//! 动作执行器
//!
//! 抽取 → 逐个分发 → 汇总反馈。单个调用失败只记录到反馈里，批次继续；
//! 每次调用输出结构化审计日志（JSON）。

use std::time::Instant;

use serde::{Deserialize, Serialize};

use crate::actions::grammar::{extract_calls, ActionCall};
use crate::actions::registry::{ToolContext, ToolOutput, ToolRegistry};
use crate::observe::marks::PointerAction;

/// 单个调用的结局
#[derive(Debug, Clone, PartialEq, Serialize, Deserialize)]
#[serde(tag = "status", rename_all = "snake_case")]
pub enum Outcome {
    Ok { value: String },
    Error { message: String, hint: Option<String> },
    Suppressed,
}

impl Outcome {
    fn render(&self) -> String {
        match self {
            Outcome::Ok { value } => value.clone(),
            Outcome::Error { message, hint } => match hint {
                Some(h) => format!("{}\n{}", message, h),
                None => message.clone(),
            },
            Outcome::Suppressed => "suppressed".to_string(),
        }
    }
}

#[derive(Debug, Clone, PartialEq, Serialize, Deserialize)]
pub struct ExecutionResult {
    pub call: ActionCall,
    pub outcome: Outcome,
}

/// 一个回合的执行报告（worker 经 stdout 返回给编排器）
#[derive(Debug, Clone, Default, PartialEq, Serialize, Deserialize)]
pub struct ExecutionReport {
    pub results: Vec<ExecutionResult>,
    /// 成功的指针轨迹，按调用顺序
    pub pointer_actions: Vec<PointerAction>,
    pub feedback: String,
}

impl ExecutionReport {
    pub fn successes(&self) -> usize {
        self.results
            .iter()
            .filter(|r| matches!(r.outcome, Outcome::Ok { .. }))
            .count()
    }

    pub fn errors(&self) -> usize {
        self.results
            .iter()
            .filter(|r| matches!(r.outcome, Outcome::Error { .. }))
            .count()
    }

    pub fn recognized(&self) -> usize {
        self.results.len()
    }
}

/// 反馈文本：每个被识别的调用一行 `{call-text} -> {outcome}`；零调用时给出明确提示
pub fn render_feedback(results: &[ExecutionResult], tool_names: &[&str]) -> String {
    if results.is_empty() {
        return format!(
            "No actions found in your story. You can use: {}",
            tool_names.join(", ")
        );
    }
    results
        .iter()
        .map(|r| format!("{} -> {}", r.call.source, r.outcome.render()))
        .collect::<Vec<_>>()
        .join("\n")
}

pub struct ActionExecutor {
    registry: ToolRegistry,
}

impl ActionExecutor {
    pub fn new(registry: ToolRegistry) -> Self {
        Self { registry }
    }

    pub fn registry(&self) -> &ToolRegistry {
        &self.registry
    }

    pub fn extract(&self, story: &str) -> Vec<ActionCall> {
        extract_calls(story, |name| self.registry.contains(name))
    }

    /// 执行叙事中的全部调用
    pub async fn run(&self, story: &str, ctx: &ToolContext) -> ExecutionReport {
        let calls = self.extract(story);
        let mut results = Vec::with_capacity(calls.len());
        let mut pointer_actions = Vec::new();

        for call in calls {
            let start = Instant::now();
            let outcome = match self.registry.call(&call.name, &call.args, ctx).await {
                Ok(ToolOutput::Done { value, pointer }) => {
                    pointer_actions.extend(pointer);
                    Outcome::Ok { value }
                }
                Ok(ToolOutput::Suppressed) => Outcome::Suppressed,
                Err(e) => Outcome::Error {
                    message: e.to_string(),
                    hint: e.hint(),
                },
            };
            let audit = serde_json::json!({
                "event": "action_audit",
                "tool": call.name,
                "outcome": match &outcome {
                    Outcome::Ok { .. } => "ok",
                    Outcome::Error { .. } => "error",
                    Outcome::Suppressed => "suppressed",
                },
                "duration_ms": start.elapsed().as_millis() as u64,
                "source": source_preview(&call.source),
            });
            tracing::info!(audit = %audit.to_string(), "action");
            results.push(ExecutionResult { call, outcome });
        }

        let feedback = render_feedback(&results, &self.registry.tool_names());
        ExecutionReport {
            results,
            pointer_actions,
            feedback,
        }
    }
}

fn source_preview(s: &str) -> String {
    if s.chars().count() > 200 {
        format!("{}...", s.chars().take(200).collect::<String>())
    } else {
        s.to_string()
    }
}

+ + + + + + +

- Problem description -
For the word "collect", return every line of the records that holds it.

- Solution to this task -
        .collect::<Vec<_>>()
        format!("{}...", s.chars().take(200).collect::<String>())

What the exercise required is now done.